- _TASK REQUIREMENTS_: Line count for "DIMENSIONLESS": give how many lines in the data below contain it, with no other words.

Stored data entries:

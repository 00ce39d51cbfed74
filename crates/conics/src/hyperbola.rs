//! Open hyperbolic trajectories (`ε > 1`) used for escape and capture.
//!
//! The semi-major axis is positive by convention; distances measured from the
//! centre of the hyperbola therefore read `e = a + rp`.

use std::sync::LazyLock;

use log::info;
use orbital_bodies::Body;
use orbital_core::numeric::{acos_deg, add, asin_deg, div, mul, sqrt, sub};
use orbital_core::units::{DEGREES, DIMENSIONLESS, KM, KM3_S2, KM_S};
use orbital_core::{Decimal, Quantity};
use orbital_solver::{Derivation, Derived, FormulaTable, Knowns, Params, Step, solve};
use serde::Serialize;

use crate::OrbitError;
use crate::formula::{body_name, eccentricity, is_positive, seed, some};

static TABLE: LazyLock<FormulaTable> = LazyLock::new(|| {
    FormulaTable::new()
        .param("mu", KM3_S2, "gravitational parameter of the central body", [])
        .param("body_radius", KM, "mean radius of the central body", [])
        .param(
            "hp",
            KM,
            "periapsis altitude above the surface",
            [Derivation::new("hp = rp − R", &["rp", "body_radius"], hp_from_rp)],
        )
        .param(
            "rp",
            KM,
            "periapsis radius",
            [
                Derivation::new("rp = R + hp", &["body_radius", "hp"], rp_from_hp),
                Derivation::new("rp = a(ε − 1)", &["a", "epsilon"], rp_from_a_epsilon),
                Derivation::new("rp = p / (1 + ε)", &["p", "epsilon"], rp_from_p_epsilon),
                Derivation::new("rp = e − a", &["e", "a"], rp_from_e_a),
            ],
        )
        .param(
            "v_inf",
            KM_S,
            "hyperbolic excess speed",
            [Derivation::new("v∞ = √(mu / a)", &["mu", "a"], v_inf_from_a)],
        )
        .param(
            "a",
            KM,
            "semi-major axis",
            [
                Derivation::new("a = mu / v∞²", &["mu", "v_inf"], a_from_v_inf),
                Derivation::new("a = p / (ε² − 1)", &["p", "epsilon"], a_from_p_epsilon),
                Derivation::new("a = rp / (ε − 1)", &["rp", "epsilon"], a_from_rp_epsilon),
            ],
        )
        .param(
            "epsilon",
            DIMENSIONLESS,
            "numerical eccentricity",
            [
                Derivation::new("ε = 1 + rp / a", &["rp", "a"], epsilon_from_rp_a),
                Derivation::new("ε = e / a", &["e", "a"], epsilon_from_e_a),
            ],
        )
        .param(
            "p",
            KM,
            "semi-latus rectum",
            [
                Derivation::new("p = a(ε² − 1)", &["a", "epsilon"], p_from_a_epsilon),
                Derivation::new("p = rp(1 + ε)", &["rp", "epsilon"], p_from_rp_epsilon),
            ],
        )
        .param(
            "e",
            KM,
            "linear eccentricity",
            [
                Derivation::new("e = a + rp", &["a", "rp"], e_from_a_rp),
                Derivation::new("e = a ε", &["a", "epsilon"], e_from_a_epsilon),
            ],
        )
        .param(
            "b",
            KM,
            "semi-minor axis",
            [Derivation::new("b = √(e² − a²)", &["e", "a"], b_from_e_a)],
        )
        .param(
            "vk",
            KM_S,
            "circular speed at the periapsis radius",
            [Derivation::new("vk = √(mu / rp)", &["mu", "rp"], vk_from_rp)],
        )
        .param(
            "vp",
            KM_S,
            "speed at periapsis",
            [
                Derivation::new("vp = √(2 vk² + v∞²)", &["vk", "v_inf"], vp_from_vk),
                Derivation::new("vp = √(mu (2/rp + 1/a))", &["mu", "rp", "a"], vp_from_rp_a),
            ],
        )
        .param(
            "delta_v",
            KM_S,
            "burn between the circular parking orbit and the hyperbola",
            [Derivation::new("Δv = vp − vk", &["vp", "vk"], delta_v_from_speeds)],
        )
        .param(
            "anomaly_inf",
            DEGREES,
            "true anomaly of the asymptote",
            [Derivation::new("φ∞ = acos(−1/ε)", &["epsilon"], anomaly_inf)],
        )
        .param(
            "turning_angle",
            DEGREES,
            "deflection between the asymptotes",
            [Derivation::new("δ = 2 asin(1/ε)", &["epsilon"], turning_angle)],
        )
});

pub fn table() -> &'static FormulaTable {
    &TABLE
}

fn hp_from_rp(p: &Params) -> Derived {
    some(sub(p.value("rp")?, p.value("body_radius")?)?)
}

fn rp_from_hp(p: &Params) -> Derived {
    some(add(p.value("body_radius")?, p.value("hp")?)?)
}

fn rp_from_a_epsilon(p: &Params) -> Derived {
    some(mul(p.value("a")?, sub(p.value("epsilon")?, Decimal::ONE)?)?)
}

fn rp_from_p_epsilon(p: &Params) -> Derived {
    some(div(p.value("p")?, add(Decimal::ONE, p.value("epsilon")?)?)?)
}

fn rp_from_e_a(p: &Params) -> Derived {
    some(sub(p.value("e")?, p.value("a")?)?)
}

fn v_inf_from_a(p: &Params) -> Derived {
    some(sqrt(div(p.value("mu")?, p.value("a")?)?)?)
}

fn a_from_v_inf(p: &Params) -> Derived {
    let v_inf = p.value("v_inf")?;
    some(div(p.value("mu")?, mul(v_inf, v_inf)?)?)
}

fn a_from_p_epsilon(p: &Params) -> Derived {
    let epsilon = p.value("epsilon")?;
    some(div(p.value("p")?, sub(mul(epsilon, epsilon)?, Decimal::ONE)?)?)
}

fn a_from_rp_epsilon(p: &Params) -> Derived {
    some(div(p.value("rp")?, sub(p.value("epsilon")?, Decimal::ONE)?)?)
}

fn epsilon_from_rp_a(p: &Params) -> Derived {
    eccentricity(add(Decimal::ONE, div(p.value("rp")?, p.value("a")?)?)?)
}

fn epsilon_from_e_a(p: &Params) -> Derived {
    eccentricity(div(p.value("e")?, p.value("a")?)?)
}

fn p_from_a_epsilon(p: &Params) -> Derived {
    let epsilon = p.value("epsilon")?;
    some(mul(p.value("a")?, sub(mul(epsilon, epsilon)?, Decimal::ONE)?)?)
}

fn p_from_rp_epsilon(p: &Params) -> Derived {
    some(mul(p.value("rp")?, add(Decimal::ONE, p.value("epsilon")?)?)?)
}

fn e_from_a_rp(p: &Params) -> Derived {
    some(add(p.value("a")?, p.value("rp")?)?)
}

fn e_from_a_epsilon(p: &Params) -> Derived {
    some(mul(p.value("a")?, p.value("epsilon")?)?)
}

fn b_from_e_a(p: &Params) -> Derived {
    let e = p.value("e")?;
    let a = p.value("a")?;
    some(sqrt(sub(mul(e, e)?, mul(a, a)?)?)?)
}

fn vk_from_rp(p: &Params) -> Derived {
    some(sqrt(div(p.value("mu")?, p.value("rp")?)?)?)
}

fn vp_from_vk(p: &Params) -> Derived {
    let vk = p.value("vk")?;
    let v_inf = p.value("v_inf")?;
    some(sqrt(add(mul(Decimal::TWO, mul(vk, vk)?)?, mul(v_inf, v_inf)?)?)?)
}

fn vp_from_rp_a(p: &Params) -> Derived {
    let inverse = add(div(Decimal::TWO, p.value("rp")?)?, div(Decimal::ONE, p.value("a")?)?)?;
    some(sqrt(mul(p.value("mu")?, inverse)?)?)
}

fn delta_v_from_speeds(p: &Params) -> Derived {
    some(sub(p.value("vp")?, p.value("vk")?)?)
}

fn anomaly_inf(p: &Params) -> Derived {
    some(acos_deg(div(-Decimal::ONE, p.value("epsilon")?)?)?)
}

fn turning_angle(p: &Params) -> Derived {
    some(mul(Decimal::TWO, asin_deg(div(Decimal::ONE, p.value("epsilon")?)?)?)?)
}

/// Escape or capture hyperbola around `central`.
#[derive(Debug, Clone, Serialize)]
pub struct Hyperbola<'a> {
    #[serde(serialize_with = "body_name")]
    pub central: &'a Body,
    pub mu: Quantity,
    pub body_radius: Quantity,
    pub hp: Quantity,
    pub rp: Quantity,
    pub v_inf: Quantity,
    pub a: Quantity,
    pub epsilon: Quantity,
    pub p: Quantity,
    pub e: Quantity,
    pub b: Quantity,
    pub vk: Quantity,
    pub vp: Quantity,
    pub delta_v: Quantity,
    pub anomaly_inf: Quantity,
    pub turning_angle: Quantity,
    #[serde(skip)]
    trace: Vec<Step>,
}

impl<'a> Hyperbola<'a> {
    /// Solve a hyperbola around `central`; `mu` and `body_radius` default to
    /// the body's values.
    pub fn new(central: &'a Body, mut knowns: Knowns) -> Result<Self, OrbitError> {
        seed(&mut knowns, "mu", central.mu())?;
        seed(&mut knowns, "body_radius", central.radius())?;
        let given = knowns.resolve(table())?;
        let solution = solve(table(), given)?;
        let hyperbola = Self {
            central,
            mu: solution.take("mu")?,
            body_radius: solution.take("body_radius")?,
            hp: solution.take("hp")?,
            rp: solution.take("rp")?,
            v_inf: solution.take("v_inf")?,
            a: solution.take("a")?,
            epsilon: solution.take("epsilon")?,
            p: solution.take("p")?,
            e: solution.take("e")?,
            b: solution.take("b")?,
            vk: solution.take("vk")?,
            vp: solution.take("vp")?,
            delta_v: solution.take("delta_v")?,
            anomaly_inf: solution.take("anomaly_inf")?,
            turning_angle: solution.take("turning_angle")?,
            trace: solution.trace,
        };
        hyperbola.check()?;
        info!(
            "hyperbola around {}: v∞ = {}, Δv = {}",
            central.name, hyperbola.v_inf, hyperbola.delta_v
        );
        Ok(hyperbola)
    }

    /// Departure (or arrival) hyperbola from a circular parking orbit at
    /// `altitude` with the given excess speed.
    pub fn from_parking_orbit(
        central: &'a Body,
        altitude: Decimal,
        v_inf: Decimal,
    ) -> Result<Self, OrbitError> {
        Self::new(
            central,
            Knowns::new().with("hp", altitude).with("v_inf", v_inf),
        )
    }

    pub fn trace(&self) -> &[Step] {
        &self.trace
    }

    fn check(&self) -> Result<(), OrbitError> {
        if self.epsilon.value <= Decimal::ONE {
            return Err(OrbitError::InvalidGeometry(format!(
                "eccentricity {} is not hyperbolic",
                self.epsilon
            )));
        }
        if !is_positive(&self.a) {
            return Err(OrbitError::InvalidGeometry(format!(
                "semi-major axis {} must be positive",
                self.a
            )));
        }
        if !is_positive(&self.rp) {
            return Err(OrbitError::InvalidGeometry(format!(
                "periapsis {} must be positive",
                self.rp
            )));
        }
        Ok(())
    }
}
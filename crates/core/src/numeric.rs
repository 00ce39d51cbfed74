//! Decimal arithmetic helpers.
//!
//! Values flow through the solver as [`Decimal`]. Transcendental functions are
//! evaluated in `f64` and converted back, and every helper reports a
//! [`NumericError`] instead of panicking or producing a non-finite value.

use rust_decimal::Decimal;
use rust_decimal::prelude::{FromPrimitive, ToPrimitive};
use thiserror::Error;

use crate::constants::EPSILON_PRECISION;

/// Arguments of `acos`/`asin` may overshoot ±1 by this much from rounding.
const UNIT_INTERVAL_TOLERANCE: f64 = 1e-9;

/// Domain and range failures raised by formula arithmetic.
#[derive(Debug, Clone, PartialEq, Error)]
pub enum NumericError {
    #[error("square root of negative value {0}")]
    NegativeSqrt(Decimal),
    #[error("division by zero")]
    DivisionByZero,
    #[error("arithmetic overflow in {0}")]
    Overflow(&'static str),
    #[error("{operation} is undefined for {value}")]
    OutOfDomain {
        operation: &'static str,
        value: Decimal,
    },
    #[error("result {0} is not representable as a decimal")]
    NotRepresentable(f64),
}

/// Convert to `f64` for transcendental evaluation.
pub fn to_f64(value: Decimal) -> f64 {
    // Every `Decimal` fits in an `f64` (with rounding).
    value.to_f64().unwrap_or(f64::NAN)
}

/// Convert an `f64` result back into the decimal domain.
pub fn from_f64(value: f64) -> Result<Decimal, NumericError> {
    if !value.is_finite() {
        return Err(NumericError::NotRepresentable(value));
    }
    Decimal::from_f64(value).ok_or(NumericError::NotRepresentable(value))
}

/// Checked decimal addition.
pub fn add(lhs: Decimal, rhs: Decimal) -> Result<Decimal, NumericError> {
    lhs.checked_add(rhs).ok_or(NumericError::Overflow("addition"))
}

/// Checked decimal subtraction.
pub fn sub(lhs: Decimal, rhs: Decimal) -> Result<Decimal, NumericError> {
    lhs.checked_sub(rhs).ok_or(NumericError::Overflow("subtraction"))
}

/// Checked decimal division.
pub fn div(numerator: Decimal, denominator: Decimal) -> Result<Decimal, NumericError> {
    if denominator.is_zero() {
        return Err(NumericError::DivisionByZero);
    }
    numerator
        .checked_div(denominator)
        .ok_or(NumericError::Overflow("division"))
}

/// Checked decimal multiplication.
pub fn mul(lhs: Decimal, rhs: Decimal) -> Result<Decimal, NumericError> {
    lhs.checked_mul(rhs).ok_or(NumericError::Overflow("multiplication"))
}

pub fn sqrt(value: Decimal) -> Result<Decimal, NumericError> {
    if value.is_sign_negative() && !value.is_zero() {
        return Err(NumericError::NegativeSqrt(value));
    }
    from_f64(to_f64(value).sqrt())
}

pub fn cbrt(value: Decimal) -> Result<Decimal, NumericError> {
    from_f64(to_f64(value).cbrt())
}

pub fn exp(value: Decimal) -> Result<Decimal, NumericError> {
    from_f64(to_f64(value).exp())
}

/// Natural logarithm; defined for positive values only.
pub fn ln(value: Decimal) -> Result<Decimal, NumericError> {
    if value <= Decimal::ZERO {
        return Err(NumericError::OutOfDomain {
            operation: "ln",
            value,
        });
    }
    from_f64(to_f64(value).ln())
}

#[inline]
pub fn deg_to_rad(degrees: f64) -> f64 {
    degrees.to_radians()
}

#[inline]
pub fn rad_to_deg(radians: f64) -> f64 {
    radians.to_degrees()
}

pub fn sin_deg(degrees: Decimal) -> f64 {
    deg_to_rad(to_f64(degrees)).sin()
}

pub fn cos_deg(degrees: Decimal) -> f64 {
    deg_to_rad(to_f64(degrees)).cos()
}

/// `acos` in degrees. Arguments within rounding distance of ±1 are clamped.
pub fn acos_deg(value: Decimal) -> Result<Decimal, NumericError> {
    let x = unit_interval("acos", value)?;
    from_f64(rad_to_deg(x.acos()))
}

/// `asin` in degrees. Arguments within rounding distance of ±1 are clamped.
pub fn asin_deg(value: Decimal) -> Result<Decimal, NumericError> {
    let x = unit_interval("asin", value)?;
    from_f64(rad_to_deg(x.asin()))
}

fn unit_interval(operation: &'static str, value: Decimal) -> Result<f64, NumericError> {
    let x = to_f64(value);
    if x.abs() > 1.0 + UNIT_INTERVAL_TOLERANCE {
        return Err(NumericError::OutOfDomain { operation, value });
    }
    Ok(x.clamp(-1.0, 1.0))
}

/// Normalize an angle in degrees to `[0, 360)`.
pub fn normalize_degrees(degrees: Decimal) -> Decimal {
    let full = Decimal::from(360);
    let reduced = degrees % full;
    if reduced.is_sign_negative() && !reduced.is_zero() {
        reduced + full
    } else {
        reduced
    }
}

/// Round an eccentricity to [`EPSILON_PRECISION`] decimal places.
pub fn round_eccentricity(epsilon: Decimal) -> Decimal {
    epsilon.round_dp(EPSILON_PRECISION)
}

#[cfg(test)]
mod tests {
    use super::*;
    use rust_decimal_macros::dec;

    #[test]
    fn sqrt_rejects_negative_values() {
        assert_eq!(
            sqrt(dec!(-4)),
            Err(NumericError::NegativeSqrt(dec!(-4)))
        );
        assert_eq!(sqrt(dec!(0)), Ok(dec!(0)));
    }

    #[test]
    fn division_by_zero_is_reported() {
        assert_eq!(div(dec!(1), dec!(0)), Err(NumericError::DivisionByZero));
        assert_eq!(div(dec!(1), dec!(4)), Ok(dec!(0.25)));
    }

    #[test]
    fn overflow_is_an_error() {
        assert_eq!(add(Decimal::MAX, dec!(1)), Err(NumericError::Overflow("addition")));
        assert_eq!(sub(Decimal::MIN, dec!(1)), Err(NumericError::Overflow("subtraction")));
        assert_eq!(
            mul(Decimal::MAX, dec!(2)),
            Err(NumericError::Overflow("multiplication"))
        );
        assert_eq!(add(dec!(1.5), dec!(2)), Ok(dec!(3.5)));
    }

    #[test]
    fn acos_clamps_rounding_overshoot_only() {
        assert_eq!(acos_deg(dec!(1.0000000000001)), Ok(dec!(0)));
        assert!(acos_deg(dec!(1.1)).is_err());
    }

    #[test]
    fn normalize_wraps_negative_angles() {
        assert_eq!(normalize_degrees(dec!(-90)), dec!(270));
        assert_eq!(normalize_degrees(dec!(720.5)), dec!(0.5));
        assert_eq!(normalize_degrees(dec!(360)), dec!(0));
    }

    #[test]
    fn ln_is_undefined_for_non_positive_values() {
        assert!(ln(dec!(0)).is_err());
        assert!(ln(dec!(-1)).is_err());
    }
}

- _WRITTEN ANSWER_: 2